Multi-part download for `url_download` in utils/download.py #6247

SOORAJTS2001 · 2025-11-29T11:04:25Z

fix: modify url_download to do multipart download using multi-threading when supported by the server, which shows better performance and consumes less resources
If server doesn't give content-length or if there is any data to POST into, switch back to _url_download instead

This is a follow up for the discussion in #6236

Summary by CodeRabbit

Release Notes

New Features
- Downloads now support parallel multipart transfers with configurable segment count for improved speed.
- Added automatic detection of server capabilities to intelligently switch between parallel and standard download modes.
- Enhanced download reliability with improved retry logic and timeout controls.

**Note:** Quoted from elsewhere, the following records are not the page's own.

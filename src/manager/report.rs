//! Structured result of an apply run.
use std::path::PathBuf;

use serde::Serialize;

use crate::error::{EntryError, FailureKind};
use crate::resources::ResourceChange;

/// Why an entry or target failed.
#[derive(Debug, Clone, PartialEq, Eq, Serialize)]
pub struct Failure {
    /// Error classification.
    pub kind: FailureKind,
    /// Human-readable cause, including the path involved.
    pub reason: String,
}

impl From<&EntryError> for Failure {
    fn from(err: &EntryError) -> Self {
        Self {
            kind: err.kind(),
            reason: err.to_string(),
        }
    }
}

/// What happened to one target path.
#[derive(Debug, Clone, PartialEq, Eq, Serialize)]
#[serde(tag = "outcome", rename_all = "snake_case")]
pub enum TargetOutcome {
    /// Already a link to the source; nothing was touched.
    Unchanged,
    /// A link was created at a previously empty path.
    Created,
    /// The previous occupant was moved to `backup` and a link created.
    BackedUp {
        /// Where the previous occupant now lives.
        backup: PathBuf,
    },
    /// Dry run: a link would be created, after a backup if `backup` is set.
    WouldCreate {
        /// Planned backup location.
        #[serde(skip_serializing_if = "Option::is_none")]
        backup: Option<PathBuf>,
    },
    /// The target could not be converged.
    Failed(Failure),
}

impl From<ResourceChange> for TargetOutcome {
    fn from(change: ResourceChange) -> Self {
        match change {
            ResourceChange::AlreadyCorrect => Self::Unchanged,
            ResourceChange::Created => Self::Created,
            ResourceChange::BackedUp { backup } => Self::BackedUp { backup },
            ResourceChange::WouldCreate { backup } => Self::WouldCreate { backup },
        }
    }
}

/// Outcome for one target path of an entry.
#[derive(Debug, Clone, PartialEq, Eq, Serialize)]
pub struct TargetReport {
    /// The resolved absolute target path.
    pub path: PathBuf,
    /// What happened to it.
    #[serde(flatten)]
    pub outcome: TargetOutcome,
}

/// Overall status of an entry, derived from its targets.
#[derive(Debug, Clone, Copy, PartialEq, Eq, Serialize)]
#[serde(rename_all = "snake_case")]
pub enum EntryStatus {
    /// Every target was already correct.
    Unchanged,
    /// At least one link was created and none needed a backup.
    Created,
    /// At least one occupant was backed up before linking.
    BackedUp,
    /// Dry run with at least one pending change.
    WouldCreate,
    /// The source was unusable or at least one target failed.
    Failed,
}

impl EntryStatus {
    /// Short lowercase label.
    #[must_use]
    pub const fn as_str(self) -> &'static str {
        match self {
            Self::Unchanged => "unchanged",
            Self::Created => "created",
            Self::BackedUp => "backed up",
            Self::WouldCreate => "would create",
            Self::Failed => "failed",
        }
    }
}

/// Outcome for one selected entry.
#[derive(Debug, Clone, PartialEq, Eq, Serialize)]
pub struct EntryReport {
    /// Entry name.
    pub name: String,
    /// The resolved absolute source path.
    pub source: PathBuf,
    /// Derived overall status.
    pub status: EntryStatus,
    /// Entry-level failure (unusable source); targets are then empty.
    #[serde(skip_serializing_if = "Option::is_none")]
    pub failure: Option<Failure>,
    /// Per-target outcomes, in declaration order.
    pub targets: Vec<TargetReport>,
}

impl EntryReport {
    /// Report for an entry whose targets were processed.
    #[must_use]
    pub fn with_targets(name: &str, source: PathBuf, targets: Vec<TargetReport>) -> Self {
        let status = derive_status(&targets);
        Self {
            name: name.to_string(),
            source,
            status,
            failure: None,
            targets,
        }
    }

    /// Report for an entry whose source could not be used.
    #[must_use]
    pub fn source_failed(name: &str, source: PathBuf, err: &EntryError) -> Self {
        Self {
            name: name.to_string(),
            source,
            status: EntryStatus::Failed,
            failure: Some(Failure::from(err)),
            targets: Vec::new(),
        }
    }

    /// Whether the entry or any of its targets failed.
    #[must_use]
    pub fn is_failed(&self) -> bool {
        self.status == EntryStatus::Failed
    }

    /// Every failure reason recorded for this entry.
    #[must_use]
    pub fn failure_reasons(&self) -> Vec<&str> {
        self.failure
            .iter()
            .map(|f| f.reason.as_str())
            .chain(self.targets.iter().filter_map(|t| match &t.outcome {
                TargetOutcome::Failed(f) => Some(f.reason.as_str()),
                _ => None,
            }))
            .collect()
    }
}

fn derive_status(targets: &[TargetReport]) -> EntryStatus {
    let outcomes = || targets.iter().map(|t| &t.outcome);
    if outcomes().any(|o| matches!(o, TargetOutcome::Failed(_))) {
        EntryStatus::Failed
    } else if outcomes().any(|o| matches!(o, TargetOutcome::WouldCreate { .. })) {
        EntryStatus::WouldCreate
    } else if outcomes().any(|o| matches!(o, TargetOutcome::BackedUp { .. })) {
        EntryStatus::BackedUp
    } else if outcomes().any(|o| matches!(o, TargetOutcome::Created)) {
        EntryStatus::Created
    } else {
        EntryStatus::Unchanged
    }
}

/// Aggregate per-target counts.
///
/// `created` counts every link made, including those preceded by a backup;
/// `backed_up` counts the backups alone.  An entry whose source is unusable
/// adds one to `failed`.
#[derive(Debug, Clone, Copy, Default, PartialEq, Eq, Serialize)]
pub struct ReportCounts {
    /// Targets already correct.
    pub unchanged: usize,
    /// Links created.
    pub created: usize,
    /// Pre-existing targets moved to a backup.
    pub backed_up: usize,
    /// Dry-run targets that would change.
    pub would_create: usize,
    /// Failed targets plus entries with an unusable source.
    pub failed: usize,
}

/// Result of one apply run.
#[derive(Debug, Clone, Default, PartialEq, Eq, Serialize)]
pub struct ApplyReport {
    /// Whether the run was a dry run.
    pub dry_run: bool,
    /// Whether the run stopped early on an interrupt.
    pub interrupted: bool,
    /// Per-entry reports, in mapping order.
    pub entries: Vec<EntryReport>,
    /// Aggregate counts, kept in sync by [`push`](Self::push).
    pub counts: ReportCounts,
}

impl ApplyReport {
    /// Create an empty report.
    #[must_use]
    pub fn new(dry_run: bool) -> Self {
        Self {
            dry_run,
            ..Self::default()
        }
    }

    /// Append an entry report and update the counts.
    pub fn push(&mut self, entry: EntryReport) {
        if entry.failure.is_some() {
            self.counts.failed += 1;
        }
        for target in &entry.targets {
            match target.outcome {
                TargetOutcome::Unchanged => self.counts.unchanged += 1,
                TargetOutcome::Created => self.counts.created += 1,
                TargetOutcome::BackedUp { .. } => {
                    self.counts.backed_up += 1;
                    self.counts.created += 1;
                }
                TargetOutcome::WouldCreate { .. } => self.counts.would_create += 1,
                TargetOutcome::Failed(_) => self.counts.failed += 1,
            }
        }
        self.entries.push(entry);
    }

    /// Whether any entry failed.
    #[must_use]
    pub fn has_failures(&self) -> bool {
        self.entries.iter().any(EntryReport::is_failed)
    }

    /// The report for entry `name`, if it was processed.
    #[must_use]
    pub fn entry(&self, name: &str) -> Option<&EntryReport> {
        self.entries.iter().find(|e| e.name == name)
    }

    /// Pretty-printed JSON rendering.
    ///
    /// # Errors
    ///
    /// Returns an error if serialization fails.
    pub fn to_json(&self) -> serde_json::Result<String> {
        serde_json::to_string_pretty(self)
    }
}
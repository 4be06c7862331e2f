//! In-memory [`Log`] sink.
use std::sync::Mutex;

use super::types::{Log, LogKind};

/// One captured message.
#[derive(Debug, Clone, PartialEq, Eq)]
pub struct LogEntry {
    /// How the message was logged.
    pub kind: LogKind,
    /// Message text.
    pub message: String,
}

impl LogEntry {
    /// Build an entry.
    #[must_use]
    pub fn new(kind: LogKind, message: impl Into<String>) -> Self {
        Self {
            kind,
            message: message.into(),
        }
    }
}

/// Captures messages instead of emitting them, so callers can inspect what
/// the manager reported and [`flush`](Self::flush) it later.
#[derive(Debug, Default)]
pub struct BufferedLog {
    entries: Mutex<Vec<LogEntry>>,
}

impl BufferedLog {
    /// Empty buffer.
    #[must_use]
    pub const fn new() -> Self {
        Self {
            entries: Mutex::new(Vec::new()),
        }
    }

    /// Copy of the captured entries, oldest first.
    #[must_use]
    pub fn entries(&self) -> Vec<LogEntry> {
        self.entries
            .lock()
            .map(|entries| entries.clone())
            .unwrap_or_default()
    }

    /// Whether any captured message contains `needle`.
    #[must_use]
    pub fn contains(&self, needle: &str) -> bool {
        self.entries
            .lock()
            .is_ok_and(|entries| entries.iter().any(|e| e.message.contains(needle)))
    }

    /// Emit every captured entry through `tracing`, then empty the buffer.
    pub fn flush(&self) {
        let drained = self
            .entries
            .lock()
            .map(|mut entries| std::mem::take(&mut *entries))
            .unwrap_or_default();
        for entry in drained {
            entry.kind.emit(&entry.message);
        }
    }
}

impl Log for BufferedLog {
    fn record(&self, kind: LogKind, msg: &str) {
        if let Ok(mut entries) = self.entries.lock() {
            entries.push(LogEntry::new(kind, msg));
        }
    }
}

#[cfg(test)]
#[allow(clippy::expect_used, clippy::unwrap_used, clippy::indexing_slicing)]
mod tests {
    use super::*;
    use crate::logging::isolated_logger;

    #[test]
    fn keeps_kind_and_order() {
        let log = BufferedLog::new();
        log.stage("Linking");
        log.info("git: linked");
        log.dry_run("tmux: would link");
        log.error("npmrc: source does not exist");

        assert_eq!(
            log.entries(),
            vec![
                LogEntry::new(LogKind::Stage, "Linking"),
                LogEntry::new(LogKind::Info, "git: linked"),
                LogEntry::new(LogKind::DryRun, "tmux: would link"),
                LogEntry::new(LogKind::Error, "npmrc: source does not exist"),
            ]
        );
    }

    #[test]
    fn contains_matches_substrings() {
        let log = BufferedLog::new();
        log.warn("interrupted before git");
        assert!(log.contains("before git"));
        assert!(!log.contains("tmux"));
    }

    #[test]
    fn usable_as_trait_object() {
        let log = BufferedLog::new();
        let sink: &dyn Log = &log;
        sink.debug("git: source /r/git/config");
        assert_eq!(log.entries()[0].kind, LogKind::Debug);
    }

    #[test]
    fn flush_reaches_run_log_and_empties_buffer() {
        let (logger, _tmp, _guard) = isolated_logger();
        let log = BufferedLog::new();
        log.dry_run("bashrc: would link");
        log.flush();

        assert!(log.entries().is_empty());
        let contents = std::fs::read_to_string(logger.log_path().unwrap()).unwrap();
        assert!(contents.contains("dry-run bashrc: would link"));
    }
}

_{✏️ Tip: You can customize this high-level summary in your review settings.}

…ding when supported by the server, which shows better performance and consumes less resources If server doesn't give `content-length` or if there is any `data` to POST into, switch back to `_url_download`

coderabbitai · 2025-11-29T11:04:36Z

Note

Other AI code review bot(s) detected

CodeRabbit has detected other AI code review bot(s) in this pull request and will avoid duplicating their findings in the review comments. This may lead to a less comprehensive review.

Walkthrough

The change introduces range-based multipart download functionality to the avocado/utils/download.py module. It adds a new internal _download_range helper function for fetching specific byte ranges with retry logic, and updates the url_download function to accept a segments parameter for controlling parallelism. The implementation uses ThreadPoolExecutor for concurrent downloads and includes HEAD-based server capability checks (Content-Length and Accept-Ranges headers) to determine whether to use multipart or fallback to single-download paths. A USER_AGENT constant is introduced, and downloaded parts are merged into the final file with per-part cleanup. Typing annotations are added throughout.

Estimated code review effort

🎯 3 (Moderate) | ⏱️ ~25 minutes

Pre-merge checks

❌ Failed checks (1 warning)

Check name	Status	Explanation	Resolution
Docstring Coverage	⚠️ Warning	Docstring coverage is 50.00% which is insufficient. The required threshold is 80.00%.	You can run `@coderabbitai generate docstrings` to improve docstring coverage.

✅ Passed checks (2 passed)

Check name	Status	Explanation
Description Check	✅ Passed	Check skipped - CodeRabbit’s high-level summary is enabled.
Title check	✅ Passed	The title clearly and concisely describes the main change: adding multi-part download capability to the url_download function, which aligns with the primary objective of the PR.

Thanks for using CodeRabbit! It's free for OSS, and your support helps us grow. If you like it, consider giving us a shout-out.

❤️ Share

_{Comment @coderabbitai help to get the list of available commands and usage tips.}

coderabbitai

Actionable comments posted: 3

🧹 Nitpick comments (1)

avocado/utils/download.py (1)
116-119: Use bare raise to preserve the original traceback.

Using raise e re-raises the exception but loses the original traceback context. Use bare raise instead.
         except (socket.timeout, TimeoutError, HTTPError) as e:
             if attempt == retries:
-                raise e
+                raise
             time.sleep(delay)

📜 Review details

Configuration used: CodeRabbit UI

Review profile: CHILL

Plan: Pro

📥 Commits

Reviewing files that changed from the base of the PR and between 74b7379 and 3aa3af6.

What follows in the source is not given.